How can prosperity be improved? We can get the surprising answer from the large Tracking Development study by Leiden University, which compared the economic development of Africa since 1960 with that of Southeast Asia. Indonesia, for example, was poorer than Nigeria at the time, but has experienced rapid per capita economic growth since 1967, Nigeria barely. The government succeeded by giving high priority to agriculture and rural poverty reduction. It set a goal for Indonesia to become self-sufficient in rice, stabilized rice prices, subsidized fertilizer and credit, and invested heavily in irrigation, roads, and electricity. Oil revenues and development funds were also used for this purpose. In addition, it invested in family planning. The success of this policy was unprecedented: rice production per hectare grew much faster than the population, the income per inhabitant grew steadily, poverty fell sharply and the country became a rice exporter in 1984. All this paved the way for successful industrialization.
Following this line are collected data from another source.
//! Site build configuration module.
//!
//! Holds the normalized [`SiteConfig`] handed to the static-site build tool,
//! and the loading side: reading `.toml` / `.json` config files, layering
//! them on top of each other, and resolving the merged result.
//!
//! ## Configuration Options
//!
//! ```toml
//! # All options are optional - defaults shown below
//!
//! site = "https://dotchk.org"   # Canonical origin (no default)
//! base = "/"                    # Root path the site is served under
//! compressHTML = true
//!
//! [build]
//! inlineStylesheets = "auto"    # always | auto | never
//! assets = "assets"             # Output directory for bundled assets
//! minify = true
//!
//! [prefetch]
//! prefetchAll = true
//! defaultStrategy = "viewport"  # load | hover | tap | viewport
//!
//! [image]
//! domains = []                  # Allowed remote image hosts
//! remotePatterns = []           # See [`RemotePattern`]
//! ```
//!
//! Keys use the camelCase spelling the build tool expects. Unknown keys are
//! rejected to catch typos early.
//!
//! ## Layering
//!
//! Several files can be stacked: each one is merged key by key on top of the
//! previous ones before resolution, so a deployment file only has to name the
//! values it changes.

use crate::remote::RemotePattern;
use crate::resolve::{InvalidConfig, PartialSiteConfig, resolve};
use log::{debug, info, warn};
use serde::Serialize;
use serde_json::{Map, Value};
use std::fmt;
use std::fs;
use std::path::{Path, PathBuf};
use thiserror::Error;

#[derive(Error, Debug)]
pub enum ConfigError {
    #[error("IO error: {0}")]
    Io(#[from] std::io::Error),
    #[error("TOML parse error: {0}")]
    Toml(#[from] toml::de::Error),
    #[error("JSON error: {0}")]
    Json(#[from] serde_json::Error),
    #[error("unsupported config format for {} (expected .toml or .json)", .0.display())]
    UnsupportedFormat(PathBuf),
    #[error("{}: {source}", .path.display())]
    Layer {
        path: PathBuf,
        #[source]
        source: Box<ConfigError>,
    },
    #[error("expected a table at `{0}`")]
    NotATable(String),
    #[error(transparent)]
    Invalid(#[from] InvalidConfig),
}

/// A closed set of string values a config field may hold.
pub trait ConfigEnum: Sized + Copy + 'static {
    /// Every variant, in declaration order.
    const ALL: &'static [Self];

    /// The spelling used in config files.
    fn name(self) -> &'static str;

    fn from_name(value: &str) -> Option<Self> {
        Self::ALL.iter().copied().find(|v| v.name() == value)
    }

    fn names() -> Vec<&'static str> {
        Self::ALL.iter().map(|v| v.name()).collect()
    }
}

/// How the build tool emits stylesheets: inline `<style>` tags or linked files.
#[derive(Debug, Clone, Copy, PartialEq, Eq, Default, Serialize)]
#[serde(rename_all = "lowercase")]
pub enum InlineStylesheets {
    Always,
    #[default]
    Auto,
    Never,
}

impl ConfigEnum for InlineStylesheets {
    const ALL: &'static [Self] = &[Self::Always, Self::Auto, Self::Never];

    fn name(self) -> &'static str {
        match self {
            Self::Always => "always",
            Self::Auto => "auto",
            Self::Never => "never",
        }
    }
}

/// When links are prefetched.
#[derive(Debug, Clone, Copy, PartialEq, Eq, Default, Serialize)]
#[serde(rename_all = "lowercase")]
pub enum PrefetchStrategy {
    Load,
    Hover,
    Tap,
    #[default]
    Viewport,
}

impl ConfigEnum for PrefetchStrategy {
    const ALL: &'static [Self] = &[Self::Load, Self::Hover, Self::Tap, Self::Viewport];

    fn name(self) -> &'static str {
        match self {
            Self::Load => "load",
            Self::Hover => "hover",
            Self::Tap => "tap",
            Self::Viewport => "viewport",
        }
    }
}

impl fmt::Display for InlineStylesheets {
    fn fmt(&self, f: &mut fmt::Formatter<'_>) -> fmt::Result {
        f.write_str(self.name())
    }
}

impl fmt::Display for PrefetchStrategy {
    fn fmt(&self, f: &mut fmt::Formatter<'_>) -> fmt::Result {
        f.write_str(self.name())
    }
}

/// Fully resolved site configuration.
///
/// Every field is populated; this is what the build tool consumes. Build one
/// with [`resolve`] or one of the loaders rather than by hand, so enum and
/// URL constraints are checked.
#[derive(Debug, Clone, PartialEq, Eq, Serialize)]
#[serde(rename_all = "camelCase")]
pub struct SiteConfig {
    /// Canonical deployment origin. Kept exactly as written.
    #[serde(skip_serializing_if = "Option::is_none")]
    pub site: Option<String>,
    /// Root path the site is served under.
    pub base: String,
    #[serde(rename = "compressHTML")]
    pub compress_html: bool,
    pub build: BuildConfig,
    pub prefetch: PrefetchConfig,
    pub image: ImageConfig,
}

impl Default for SiteConfig {
    fn default() -> Self {
        Self {
            site: None,
            base: default_base(),
            compress_html: true,
            build: BuildConfig::default(),
            prefetch: PrefetchConfig::default(),
            image: ImageConfig::default(),
        }
    }
}

pub(crate) fn default_base() -> String {
    "/".to_string()
}

impl SiteConfig {
    /// Pretty camelCase JSON, the form handed to the build tool.
    pub fn to_json(&self) -> Result<String, ConfigError> {
        Ok(serde_json::to_string_pretty(self)?)
    }
}

/// Output options for the build step.
#[derive(Debug, Clone, PartialEq, Eq, Serialize)]
#[serde(rename_all = "camelCase")]
pub struct BuildConfig {
    pub inline_stylesheets: InlineStylesheets,
    /// Directory name for bundled assets inside the output.
    pub assets: String,
    pub minify: bool,
}

impl Default for BuildConfig {
    fn default() -> Self {
        Self {
            inline_stylesheets: InlineStylesheets::Auto,
            assets: "assets".to_string(),
            minify: true,
        }
    }
}

#[derive(Debug, Clone, PartialEq, Eq, Serialize)]
#[serde(rename_all = "camelCase")]
pub struct PrefetchConfig {
    /// Prefetch every link, not only the ones opted in.
    pub prefetch_all: bool,
    pub default_strategy: PrefetchStrategy,
}

impl Default for PrefetchConfig {
    fn default() -> Self {
        Self {
            prefetch_all: true,
            default_strategy: PrefetchStrategy::Viewport,
        }
    }
}

/// Remote image allow-list.
#[derive(Debug, Clone, Default, PartialEq, Eq, Serialize)]
#[serde(rename_all = "camelCase")]
pub struct ImageConfig {
    /// Allowed remote hostnames. Unique, in first-seen order.
    pub domains: Vec<String>,
    pub remote_patterns: Vec<RemotePattern>,
}

/// Stock defaults: every field at its documented default, no `site`.
pub fn stock_defaults() -> SiteConfig {
    SiteConfig::default()
}

/// The configuration the dotchk.org site ships with.
pub fn dotchk_site() -> SiteConfig {
    SiteConfig {
        site: Some("https://dotchk.org".to_string()),
        ..SiteConfig::default()
    }
}

// =============================================================================
// Parsing, merging, and layered loading
// =============================================================================

/// On-disk config file syntax.
#[derive(Debug, Clone, Copy, PartialEq, Eq)]
pub enum ConfigFormat {
    Toml,
    Json,
}

impl ConfigFormat {
    /// Pick the format from the file extension.
    pub fn from_path(path: &Path) -> Result<Self, ConfigError> {
        match path.extension().and_then(|ext| ext.to_str()) {
            Some(ext) if ext.eq_ignore_ascii_case("toml") => Ok(Self::Toml),
            Some(ext) if ext.eq_ignore_ascii_case("json") => Ok(Self::Json),
            _ => Err(ConfigError::UnsupportedFormat(path.to_path_buf())),
        }
    }
}

/// Parse config text straight into the partial record.
///
/// Rejects unknown keys and mistyped values; enum values and the `site` URL
/// are only checked later by [`resolve`].
pub fn parse_raw(text: &str, format: ConfigFormat) -> Result<PartialSiteConfig, ConfigError> {
    let value = parse_value(text, format)?;
    check_tables(&value)?;
    let raw: PartialSiteConfig = match format {
        ConfigFormat::Toml => toml::from_str(text)?,
        ConfigFormat::Json => serde_json::from_value(value)?,
    };
    Ok(raw)
}

/// Parse config text into an untyped value tree for merging.
pub fn parse_value(text: &str, format: ConfigFormat) -> Result<Value, ConfigError> {
    let value: Value = match format {
        ConfigFormat::Toml => toml::from_str(text)?,
        ConfigFormat::Json => serde_json::from_str(text)?,
    };
    Ok(value)
}

/// Require tables wherever the config has records.
///
/// Derived deserializers also accept arrays as positional records, so
/// `["https://x"]` would otherwise parse as a config with `site` set.
pub fn check_tables(value: &Value) -> Result<(), ConfigError> {
    expect_table(value, "(root)")?;
    for section in ["build", "prefetch", "image"] {
        if let Some(record) = value.get(section).filter(|v| !v.is_null()) {
            expect_table(record, section)?;
        }
    }
    if let Some(Value::Array(patterns)) = value.pointer("/image/remotePatterns") {
        for (i, pattern) in patterns.iter().enumerate() {
            expect_table(pattern, &format!("image.remotePatterns[{i}]"))?;
        }
    }
    Ok(())
}

fn expect_table(value: &Value, path: &str) -> Result<(), ConfigError> {
    if value.is_object() {
        Ok(())
    } else {
        Err(ConfigError::NotATable(path.to_string()))
    }
}

/// Recursively merge `overlay` on top of `base`.
///
/// - Objects are merged key-by-key (overlay keys override base keys).
/// - Non-object values in overlay replace base values entirely, arrays included.
/// - Keys in base that are not in overlay are preserved.
pub fn merge_values(base: Value, overlay: Value) -> Value {
    match (base, overlay) {
        (Value::Object(mut base_map), Value::Object(overlay_map)) => {
            for (key, overlay_val) in overlay_map {
                let merged = match base_map.remove(&key) {
                    Some(base_val) => merge_values(base_val, overlay_val),
                    None => overlay_val,
                };
                base_map.insert(key, merged);
            }
            Value::Object(base_map)
        }
        (_, overlay) => overlay,
    }
}

/// Read one config file as a value tree, checking its keys on the way.
pub fn load_raw_value(path: &Path) -> Result<Value, ConfigError> {
    let read = || -> Result<Value, ConfigError> {
        let format = ConfigFormat::from_path(path)?;
        let content = fs::read_to_string(path)?;
        let value = parse_value(&content, format)?;
        check_tables(&value)?;
        // Typos are reported against the file that contains them, not the merge.
        serde_json::from_value::<PartialSiteConfig>(value.clone())?;
        Ok(value)
    };
    read().map_err(|source| ConfigError::Layer {
        path: path.to_path_buf(),
        source: Box::new(source),
    })
}

/// Merge every file in order on top of the previous ones, then resolve.
///
/// No files resolves to [`stock_defaults`].
pub fn load_layered<P: AsRef<Path>>(paths: &[P]) -> Result<SiteConfig, ConfigError> {
    let mut merged = Value::Object(Map::new());
    for path in paths {
        let path = path.as_ref();
        debug!("loading config layer {}", path.display());
        merged = merge_values(merged, load_raw_value(path)?);
    }
    let raw: PartialSiteConfig = serde_json::from_value(merged)?;
    let listed = raw
        .image
        .as_ref()
        .and_then(|image| image.domains.as_ref())
        .map_or(0, Vec::len);
    let config = resolve(raw)?;
    if config.image.domains.len() < listed {
        warn!(
            "{} duplicate image domain(s) ignored",
            listed - config.image.domains.len()
        );
    }
    info!(
        "resolved site config from {} layer(s), site={}",
        paths.len(),
        config.site.as_deref().unwrap_or("<unset>")
    );
    Ok(config)
}

/// Load and resolve a single config file.
pub fn load_config(path: &Path) -> Result<SiteConfig, ConfigError> {
    load_layered(&[path])
}

/// Returns a fully-commented stock config file with all keys and explanations.
///
/// Used by the `gen-config` CLI command.
pub fn stock_config_toml() -> &'static str {
    r##"# dotchk.org Site Configuration
# =============================
# All settings are optional. Remove or comment out any you don't need.
# Values shown below are the defaults.
#
# Several files can be layered; later files override earlier ones key by key.
# Unknown keys will cause an error.

# Canonical deployment origin. Must be an absolute URL. No default.
# site = "https://dotchk.org"

# Root path the site is served under.
base = "/"

# Collapse whitespace in generated HTML.
compressHTML = true

# ---------------------------------------------------------------------------
# Build output
# ---------------------------------------------------------------------------
[build]
# Inline stylesheets into pages: "always", "auto" (small ones only), "never".
inlineStylesheets = "auto"

# Directory name for bundled assets in the output.
assets = "assets"

# Minify emitted CSS and JavaScript.
minify = true

# ---------------------------------------------------------------------------
# Link prefetching
# ---------------------------------------------------------------------------
[prefetch]
# Prefetch every link instead of only opted-in ones.
prefetchAll = true

# When to prefetch: "load", "hover", "tap", "viewport".
defaultStrategy = "viewport"

# ---------------------------------------------------------------------------
# Remote images
# ---------------------------------------------------------------------------
[image]
# Hostnames remote images may be loaded from.
domains = []

# URL patterns remote images may match. Each part is optional:
#   protocol = "https"
#   hostname = "**.example.com"   # "**." any depth, "*." one label
#   port     = "8080"
#   pathname = "/images/**"       # "/**" any depth, "/*" one segment
remotePatterns = []
"##
}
Young people moved en masse to the city, where jobs were created in the export sector.
Oil wealth distracted
Oil-rich Nigeria took a different path. It invested its oil revenues mainly in industrial development, but little in rural areas and agriculture, and even then only in large farms. As a result, food security remained low, poverty high and the country had to import more and more food. Without preparatory agricultural development, attempts to set up steel, pharma and petrochemical industries also failed. Labor costs were too high and labor discipline and skills too low. Little was done in the way of family planning. The birth rate remained high and the country was stuck in an economic-demographic trap: too little growth in per capita income and too high a percentage of children's mouths that working people had to feed.
More per hectare
According to the World Bank, investments in agriculture contribute more than 2x as much to poverty reduction as investments in other sectors. It should not be a question of expanding the area of agricultural land, but of increasing production per hectare. African agricultural soils fortunately still have considerable growth potential. This requires improving soil fertility with organic matter and fertilizer. And also better seeds, roads, agricultural research, land rights, storage facilities and other amenities. With higher yields, food prices can fall and with them wages (which are now no lower than in Vietnam!), which offers better opportunities for industrial development and modern service sectors.
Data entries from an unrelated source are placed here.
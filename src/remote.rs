//! Remote image allow-list matching.
//!
//! The build tool only optimizes remote images whose URL is allowed by
//! `image.domains` or one of `image.remotePatterns`. These predicates
//! reproduce its matching rules so a config can be checked against real
//! image URLs before a build.
//!
//! ## Wildcards
//!
//! | Pattern part | Form | Matches |
//! |--------------|------|---------|
//! | `hostname` | `**.example.com` | any subdomain depth, not `example.com` itself |
//! | `hostname` | `*.example.com` | exactly one extra label |
//! | `pathname` | `/images/**` | anything below `/images/` |
//! | `pathname` | `/images/*` | exactly one segment below `/images/` |
//!
//! Anything else is an exact match.

use crate::config::ImageConfig;
use serde::{Deserialize, Serialize};
use std::fmt;
use url::Url;

/// One URL pattern. Absent parts match anything.
#[derive(Debug, Clone, Default, PartialEq, Eq, Serialize, Deserialize)]
#[serde(default, deny_unknown_fields)]
pub struct RemotePattern {
    #[serde(skip_serializing_if = "Option::is_none")]
    pub protocol: Option<String>,
    #[serde(skip_serializing_if = "Option::is_none")]
    pub hostname: Option<String>,
    /// Compared against the URL's explicit port only.
    #[serde(skip_serializing_if = "Option::is_none")]
    pub port: Option<String>,
    #[serde(skip_serializing_if = "Option::is_none")]
    pub pathname: Option<String>,
}

impl RemotePattern {
    pub fn matches(&self, url: &Url) -> bool {
        let protocol_ok = self.protocol.as_deref().is_none_or(|protocol| {
            protocol
                .trim_end_matches(':')
                .eq_ignore_ascii_case(url.scheme())
        });
        let hostname_ok = self
            .hostname
            .as_deref()
            .is_none_or(|pattern| match_hostname(url.host_str().unwrap_or_default(), pattern));
        let port_ok = self
            .port
            .as_deref()
            .is_none_or(|port| url.port().is_some_and(|p| p.to_string() == port));
        let pathname_ok = self
            .pathname
            .as_deref()
            .is_none_or(|pattern| match_pathname(url.path(), pattern));

        protocol_ok && hostname_ok && port_ok && pathname_ok
    }
}

impl fmt::Display for RemotePattern {
    fn fmt(&self, f: &mut fmt::Formatter<'_>) -> fmt::Result {
        let protocol = self.protocol.as_deref().unwrap_or("*").trim_end_matches(':');
        write!(f, "{protocol}://{}", self.hostname.as_deref().unwrap_or("*"))?;
        if let Some(port) = &self.port {
            write!(f, ":{port}")?;
        }
        f.write_str(self.pathname.as_deref().unwrap_or("/**"))
    }
}

impl ImageConfig {
    /// Whether a remote image at `url` may be fetched and optimized.
    ///
    /// Only `http` and `https` URLs are ever allowed.
    pub fn is_remote_allowed(&self, url: &Url) -> bool {
        if !matches!(url.scheme(), "http" | "https") {
            return false;
        }
        let host = url.host_str().unwrap_or_default();
        self.domains.iter().any(|d| d.eq_ignore_ascii_case(host))
            || self.remote_patterns.iter().any(|p| p.matches(url))
    }
}

/// Match a host against a `hostname` pattern.
pub fn match_hostname(host: &str, pattern: &str) -> bool {
    let pattern = pattern.to_ascii_lowercase();
    let host = host.to_ascii_lowercase();

    if let Some(suffix) = pattern.strip_prefix("**.") {
        subdomain_of(&host, suffix).is_some()
    } else if let Some(suffix) = pattern.strip_prefix("*.") {
        subdomain_of(&host, suffix).is_some_and(|label| !label.contains('.'))
    } else {
        host == pattern
    }
}

/// The non-empty labels in front of `.suffix`, if `host` is under it.
fn subdomain_of<'a>(host: &'a str, suffix: &str) -> Option<&'a str> {
    host.strip_suffix(suffix)
        .and_then(|rest| rest.strip_suffix('.'))
        .filter(|labels| !labels.is_empty())
}

/// Match a URL path against a `pathname` pattern.
pub fn match_pathname(path: &str, pattern: &str) -> bool {
    if let Some(prefix) = pattern.strip_suffix("/**") {
        below(path, prefix).is_some()
    } else if let Some(prefix) = pattern.strip_suffix("/*") {
        below(path, prefix).is_some_and(|rest| !rest.trim_end_matches('/').contains('/'))
    } else {
        path == pattern
    }
}

/// The non-empty remainder of `path` after `prefix/`.
fn below<'a>(path: &'a str, prefix: &str) -> Option<&'a str> {
    path.strip_prefix(prefix)
        .and_then(|rest| rest.strip_prefix('/'))
        .filter(|rest| !rest.is_empty())
}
What can we contribute to that from the EU? Not much, but some. Specifically: more support for 1) education, 2) agricultural development, 3) rural road building and 4) family planning. And further: in the free trade agreements that the EU has more or less imposed on African countries, give these countries more room to protect their farmers with levies against cheap food imports. The EU stopped that, but has done it itself for decades. A wide range of benefits are in sight: higher food production per hectare and per capita, less poverty and more food security, a stronger basis for industrialization, more employment, a lower birth rate, less forced emigration, and less pressure on rainforests, biodiversity and climate. The upcoming Dutch coalition agreement can contribute to this.